WHAT TO WORK ON: Would you copy each line of the records that includes the word "distributions"?

[SOURCE RECORDS]

use std::io;

use crate::lang::{TagId, WordId};
use crate::tensor::Tensor;

/// First-order hidden Markov model over discrete observations.
///
/// Cells hold raw counts until [`normalize`] turns both tensors into
/// log-space distributions; decoding is exact Viterbi. A reserved service
/// state brackets every sequence, standing in for both "before the first
/// token" and "after the last token".
///
/// References:
/// - https://ieeexplore.ieee.org/document/18626
///
/// [`normalize`]: #method.normalize
#[derive(Debug, Clone, PartialEq)]
pub struct HMM {
    transition: Tensor<f32, TagId, 2>,
    emission: Tensor<f32, WordId, 2>,
}

impl Default for HMM {
    fn default() -> Self {
        HMM {
            transition: Tensor::new(0.0, [0, 0]),
            emission: Tensor::new(0.0, [0, 0]),
        }
    }
}

impl HMM {
    pub fn new(num_states: TagId, num_observations: WordId) -> Self {
        HMM {
            transition: Tensor::new(0.0, [num_states, num_states]),
            emission: Tensor::new(0.0, [num_states as WordId, num_observations]),
        }
    }

    /// Reshapes the model and zeroes every count.
    pub fn resize(&mut self, num_states: TagId, num_observations: WordId) {
        self.transition.resize(0.0, [num_states, num_states]);
        self.emission.resize(0.0, [num_states as WordId, num_observations]);
    }

    #[inline]
    pub fn num_states(&self) -> TagId {
        self.transition.size_at(0)
    }

    #[inline]
    pub fn num_observations(&self) -> WordId {
        self.emission.size_at(1)
    }

    #[inline]
    pub fn transitions(&self) -> &Tensor<f32, TagId, 2> {
        &self.transition
    }

    #[inline]
    pub fn emissions(&self) -> &Tensor<f32, WordId, 2> {
        &self.emission
    }

    pub fn add_transition(&mut self, src: TagId, dest: TagId) {
        *self.transition.at_mut([src, dest]) += 1.0;
    }

    pub fn add_emission(&mut self, state: TagId, observation: WordId) {
        *self.emission.at_mut([state as WordId, observation]) += 1.0;
    }

    /// Counts one `(state, observation)` sequence bracketed by the service
    /// state on both ends; the service state emits `service_word` once per
    /// sequence. Empty sequences are skipped.
    pub fn train_sentence(
        &mut self,
        service_state: TagId,
        service_word: WordId,
        pairs: &[(TagId, WordId)],
    ) {
        if pairs.is_empty() {
            return;
        }
        self.add_transition(service_state, pairs[0].0);
        self.add_emission(pairs[0].0, pairs[0].1);
        for w in pairs.windows(2) {
            self.add_transition(w[0].0, w[1].0);
            self.add_emission(w[1].0, w[1].1);
        }
        self.add_transition(pairs[pairs.len() - 1].0, service_state);
        self.add_emission(service_state, service_word);
    }

    /// Turns the counts into smoothed log distributions, grouped by source
    /// state for transitions and by state for emissions.
    pub fn normalize(&mut self, smoothing: f32) {
        self.transition.normalize_log(smoothing, 0);
        self.emission.normalize_log(smoothing, 0);
    }

    /// Decodes the most likely state sequence for `observations`.
    ///
    /// Viterbi over the full lattice; ties keep the lowest state index.
    /// The sequence is assumed to start from and return to the service
    /// state. An empty input decodes to an empty output.
    pub fn predict(&self, service_state: TagId, observations: &[WordId]) -> Vec<TagId> {
        if observations.is_empty() {
            return Vec::new();
        }
        let num_states = self.transition.size_at(0) as usize;
        let len = observations.len();
        let mut prob: Tensor<f32, usize, 2> =
            Tensor::new(f32::NEG_INFINITY, [len, num_states]);
        let mut prev: Tensor<TagId, usize, 2> = Tensor::new(0, [len, num_states]);

        for to in 0..num_states {
            let t = to as TagId;
            *prob.at_mut([0, to]) = *self.transition.at([service_state, t])
                + *self.emission.at([t as WordId, observations[0]]);
        }
        for i in 1..len {
            for to in 0..num_states {
                for from in 0..num_states {
                    let p = *prob.at([i - 1, from])
                        + *self.transition.at([from as TagId, to as TagId])
                        + *self.emission.at([to as WordId, observations[i]]);
                    if p > *prob.at([i, to]) {
                        *prob.at_mut([i, to]) = p;
                        *prev.at_mut([i, to]) = from as TagId;
                    }
                }
            }
        }

        let mut result = vec![0 as TagId; len];
        result[len - 1] = service_state;
        let mut best = f32::NEG_INFINITY;
        for from in 0..num_states {
            let p = *prob.at([len - 1, from])
                + *self.transition.at([from as TagId, service_state]);
            if p > best {
                best = p;
                result[len - 1] = from as TagId;
            }
        }
        for i in (1..len).rev() {
            result[i - 1] = *prev.at([i, result[i] as usize]);
        }
        result
    }

    /// Writes the transition and emission tensors back-to-back.
    pub fn save_binary<W: io::Write>(&self, writer: &mut W) -> io::Result<()> {
        self.transition.save_binary(writer)?;
        self.emission.save_binary(writer)
    }

    /// Reads the two tensors back-to-back, replacing the model.
    pub fn load_binary<R: io::Read>(&mut self, reader: &mut R) -> io::Result<()> {
        self.transition.load_binary(reader)?;
        self.emission.load_binary(reader)
    }
}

[/SOURCE RECORDS]

ANSWER AREA:
/// log-space distributions; decoding is exact Viterbi. A reserved service
    /// Turns the counts into smoothed log distributions, grouped by source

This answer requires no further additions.